[[ EXTRACTED DATA, beginning ]]
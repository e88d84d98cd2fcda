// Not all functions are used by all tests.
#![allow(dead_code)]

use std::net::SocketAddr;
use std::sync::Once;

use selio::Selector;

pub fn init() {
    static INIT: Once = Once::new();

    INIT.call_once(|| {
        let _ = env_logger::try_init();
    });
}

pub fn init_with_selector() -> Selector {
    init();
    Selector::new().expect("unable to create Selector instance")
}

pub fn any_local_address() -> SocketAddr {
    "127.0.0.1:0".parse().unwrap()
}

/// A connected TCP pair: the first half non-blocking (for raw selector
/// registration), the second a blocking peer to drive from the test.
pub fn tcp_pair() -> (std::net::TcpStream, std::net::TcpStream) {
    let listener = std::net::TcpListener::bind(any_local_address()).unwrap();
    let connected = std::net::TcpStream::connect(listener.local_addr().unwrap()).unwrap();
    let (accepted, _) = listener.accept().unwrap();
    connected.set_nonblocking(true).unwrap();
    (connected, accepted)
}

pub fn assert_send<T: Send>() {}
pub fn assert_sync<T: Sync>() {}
[[ EXTRACTED DATA, end ]]
[[ EXTRACTED DATA, beginning ]]
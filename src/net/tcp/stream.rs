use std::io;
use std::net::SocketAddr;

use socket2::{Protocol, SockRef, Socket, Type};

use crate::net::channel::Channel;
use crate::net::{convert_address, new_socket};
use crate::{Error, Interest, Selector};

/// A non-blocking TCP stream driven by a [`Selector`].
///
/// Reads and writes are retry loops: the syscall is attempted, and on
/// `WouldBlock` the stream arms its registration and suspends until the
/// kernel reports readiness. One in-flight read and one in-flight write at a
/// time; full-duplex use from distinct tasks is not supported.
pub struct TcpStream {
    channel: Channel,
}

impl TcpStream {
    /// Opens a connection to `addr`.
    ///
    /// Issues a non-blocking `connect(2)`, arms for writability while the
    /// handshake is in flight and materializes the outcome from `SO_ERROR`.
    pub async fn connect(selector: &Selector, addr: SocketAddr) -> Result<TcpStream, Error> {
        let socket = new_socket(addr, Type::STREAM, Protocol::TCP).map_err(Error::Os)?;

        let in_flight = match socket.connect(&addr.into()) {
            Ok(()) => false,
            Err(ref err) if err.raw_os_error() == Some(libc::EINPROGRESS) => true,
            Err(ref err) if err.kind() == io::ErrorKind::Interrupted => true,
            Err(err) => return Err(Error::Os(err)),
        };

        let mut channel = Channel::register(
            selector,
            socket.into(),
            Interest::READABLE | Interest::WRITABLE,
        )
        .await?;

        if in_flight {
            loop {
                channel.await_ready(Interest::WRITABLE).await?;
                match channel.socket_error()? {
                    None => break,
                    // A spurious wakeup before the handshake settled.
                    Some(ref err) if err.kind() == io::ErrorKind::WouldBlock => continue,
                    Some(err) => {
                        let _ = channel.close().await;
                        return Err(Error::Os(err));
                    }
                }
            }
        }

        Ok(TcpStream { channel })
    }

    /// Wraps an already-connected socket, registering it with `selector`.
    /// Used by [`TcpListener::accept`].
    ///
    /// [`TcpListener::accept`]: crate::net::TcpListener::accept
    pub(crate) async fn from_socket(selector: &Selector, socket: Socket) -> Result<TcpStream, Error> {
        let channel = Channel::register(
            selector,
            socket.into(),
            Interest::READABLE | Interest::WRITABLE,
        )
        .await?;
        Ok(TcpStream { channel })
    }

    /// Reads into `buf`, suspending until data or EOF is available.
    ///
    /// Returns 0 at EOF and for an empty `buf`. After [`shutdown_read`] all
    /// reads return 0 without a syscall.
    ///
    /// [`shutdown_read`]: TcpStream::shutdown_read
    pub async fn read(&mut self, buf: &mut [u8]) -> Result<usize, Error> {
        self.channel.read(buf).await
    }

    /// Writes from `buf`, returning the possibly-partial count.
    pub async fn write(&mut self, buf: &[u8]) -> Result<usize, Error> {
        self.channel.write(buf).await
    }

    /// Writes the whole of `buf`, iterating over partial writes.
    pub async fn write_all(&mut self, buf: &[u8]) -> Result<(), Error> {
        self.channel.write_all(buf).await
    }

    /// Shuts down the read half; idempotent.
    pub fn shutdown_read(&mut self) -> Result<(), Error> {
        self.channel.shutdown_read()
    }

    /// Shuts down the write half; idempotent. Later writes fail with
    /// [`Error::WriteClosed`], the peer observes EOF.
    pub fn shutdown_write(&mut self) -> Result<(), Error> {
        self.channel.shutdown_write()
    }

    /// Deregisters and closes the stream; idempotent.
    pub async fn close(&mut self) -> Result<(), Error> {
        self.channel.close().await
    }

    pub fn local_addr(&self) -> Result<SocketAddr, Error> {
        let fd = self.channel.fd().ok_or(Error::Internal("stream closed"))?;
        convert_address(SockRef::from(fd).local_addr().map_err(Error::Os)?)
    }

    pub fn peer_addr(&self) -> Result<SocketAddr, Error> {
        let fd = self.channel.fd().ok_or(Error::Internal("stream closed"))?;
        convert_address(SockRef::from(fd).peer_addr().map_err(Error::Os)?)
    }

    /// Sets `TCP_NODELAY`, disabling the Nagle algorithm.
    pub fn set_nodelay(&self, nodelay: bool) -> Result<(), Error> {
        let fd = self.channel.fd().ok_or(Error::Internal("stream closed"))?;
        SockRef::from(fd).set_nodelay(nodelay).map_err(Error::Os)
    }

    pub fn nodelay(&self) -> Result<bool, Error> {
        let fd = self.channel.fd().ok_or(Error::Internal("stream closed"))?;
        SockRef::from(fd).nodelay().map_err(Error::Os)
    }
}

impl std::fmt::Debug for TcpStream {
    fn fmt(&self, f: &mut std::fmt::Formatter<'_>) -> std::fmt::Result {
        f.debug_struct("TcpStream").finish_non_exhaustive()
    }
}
[[ EXTRACTED DATA, end ]]
[[ EXTRACTED DATA, beginning ]]
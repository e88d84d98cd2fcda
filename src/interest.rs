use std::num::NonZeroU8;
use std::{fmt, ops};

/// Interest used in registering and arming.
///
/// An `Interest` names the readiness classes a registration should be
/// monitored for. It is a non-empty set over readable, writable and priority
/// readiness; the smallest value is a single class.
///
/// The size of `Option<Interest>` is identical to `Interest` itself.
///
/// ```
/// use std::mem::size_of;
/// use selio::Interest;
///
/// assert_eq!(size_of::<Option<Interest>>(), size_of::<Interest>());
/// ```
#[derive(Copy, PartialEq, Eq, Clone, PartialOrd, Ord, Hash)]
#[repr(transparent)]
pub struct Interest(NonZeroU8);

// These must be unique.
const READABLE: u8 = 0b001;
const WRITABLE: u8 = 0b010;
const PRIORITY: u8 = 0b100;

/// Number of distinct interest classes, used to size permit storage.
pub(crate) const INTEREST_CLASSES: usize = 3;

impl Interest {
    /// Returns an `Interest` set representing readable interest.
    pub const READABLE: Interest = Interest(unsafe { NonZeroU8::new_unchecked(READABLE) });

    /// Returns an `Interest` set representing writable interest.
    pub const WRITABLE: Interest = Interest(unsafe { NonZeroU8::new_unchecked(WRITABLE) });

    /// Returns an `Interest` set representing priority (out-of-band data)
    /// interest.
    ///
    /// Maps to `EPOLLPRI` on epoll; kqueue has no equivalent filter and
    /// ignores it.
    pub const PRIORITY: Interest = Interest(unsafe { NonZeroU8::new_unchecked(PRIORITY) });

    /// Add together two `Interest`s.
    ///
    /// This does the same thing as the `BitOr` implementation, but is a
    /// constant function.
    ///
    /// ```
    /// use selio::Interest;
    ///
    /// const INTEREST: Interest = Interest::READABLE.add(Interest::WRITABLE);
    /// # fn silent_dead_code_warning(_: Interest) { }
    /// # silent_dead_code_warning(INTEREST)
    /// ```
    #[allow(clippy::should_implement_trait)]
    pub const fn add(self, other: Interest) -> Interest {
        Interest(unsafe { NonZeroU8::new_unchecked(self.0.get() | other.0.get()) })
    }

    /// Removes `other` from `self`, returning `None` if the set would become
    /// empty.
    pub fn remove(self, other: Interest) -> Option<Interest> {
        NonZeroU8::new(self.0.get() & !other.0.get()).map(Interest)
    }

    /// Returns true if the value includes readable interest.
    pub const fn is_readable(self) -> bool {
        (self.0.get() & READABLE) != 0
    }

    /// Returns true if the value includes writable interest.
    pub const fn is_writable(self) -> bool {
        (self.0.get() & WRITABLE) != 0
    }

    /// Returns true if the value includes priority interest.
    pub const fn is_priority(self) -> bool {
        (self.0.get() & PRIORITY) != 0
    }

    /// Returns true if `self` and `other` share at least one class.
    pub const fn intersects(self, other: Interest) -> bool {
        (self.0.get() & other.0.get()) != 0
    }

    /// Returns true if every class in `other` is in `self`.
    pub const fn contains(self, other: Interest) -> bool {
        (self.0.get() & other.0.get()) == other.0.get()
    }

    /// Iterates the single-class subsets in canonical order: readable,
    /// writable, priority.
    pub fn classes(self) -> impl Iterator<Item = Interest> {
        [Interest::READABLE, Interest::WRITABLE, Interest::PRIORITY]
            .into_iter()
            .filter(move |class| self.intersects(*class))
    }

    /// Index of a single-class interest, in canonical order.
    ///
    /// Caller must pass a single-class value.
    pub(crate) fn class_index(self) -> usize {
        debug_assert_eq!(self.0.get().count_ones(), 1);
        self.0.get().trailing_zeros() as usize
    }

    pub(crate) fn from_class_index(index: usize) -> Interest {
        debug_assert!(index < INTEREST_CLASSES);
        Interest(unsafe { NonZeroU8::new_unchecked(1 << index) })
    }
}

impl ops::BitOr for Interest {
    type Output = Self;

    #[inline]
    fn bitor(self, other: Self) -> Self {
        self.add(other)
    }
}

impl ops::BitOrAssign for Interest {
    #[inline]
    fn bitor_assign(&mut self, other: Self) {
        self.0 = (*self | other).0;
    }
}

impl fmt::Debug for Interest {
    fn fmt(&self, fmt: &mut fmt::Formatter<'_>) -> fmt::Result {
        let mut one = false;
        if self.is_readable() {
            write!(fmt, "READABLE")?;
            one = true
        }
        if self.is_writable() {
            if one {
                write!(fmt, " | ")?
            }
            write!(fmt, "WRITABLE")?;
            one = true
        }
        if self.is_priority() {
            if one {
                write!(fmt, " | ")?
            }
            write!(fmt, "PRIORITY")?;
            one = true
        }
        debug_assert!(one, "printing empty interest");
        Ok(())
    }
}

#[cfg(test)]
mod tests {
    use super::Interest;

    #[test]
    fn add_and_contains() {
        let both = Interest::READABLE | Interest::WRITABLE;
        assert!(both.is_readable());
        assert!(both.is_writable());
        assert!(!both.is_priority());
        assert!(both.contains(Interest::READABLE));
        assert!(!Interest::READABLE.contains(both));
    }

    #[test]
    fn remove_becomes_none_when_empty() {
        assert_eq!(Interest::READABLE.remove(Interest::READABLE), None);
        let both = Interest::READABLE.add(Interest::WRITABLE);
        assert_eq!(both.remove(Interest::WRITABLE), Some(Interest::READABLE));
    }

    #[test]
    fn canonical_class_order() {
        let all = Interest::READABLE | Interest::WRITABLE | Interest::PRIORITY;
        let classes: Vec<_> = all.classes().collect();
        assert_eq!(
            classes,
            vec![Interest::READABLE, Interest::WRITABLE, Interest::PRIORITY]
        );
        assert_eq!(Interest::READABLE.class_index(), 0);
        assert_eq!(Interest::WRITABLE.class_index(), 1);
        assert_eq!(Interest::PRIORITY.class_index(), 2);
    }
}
[[ EXTRACTED DATA, end ]]
WORK INSTRUCTIONS » What lines in the entries above include the string "idempotent"? Return each one.

RESPONSE AREA »
    /// Shuts down the read half; idempotent.
    /// Shuts down the write half; idempotent. Later writes fail with
    /// Deregisters and closes the stream; idempotent.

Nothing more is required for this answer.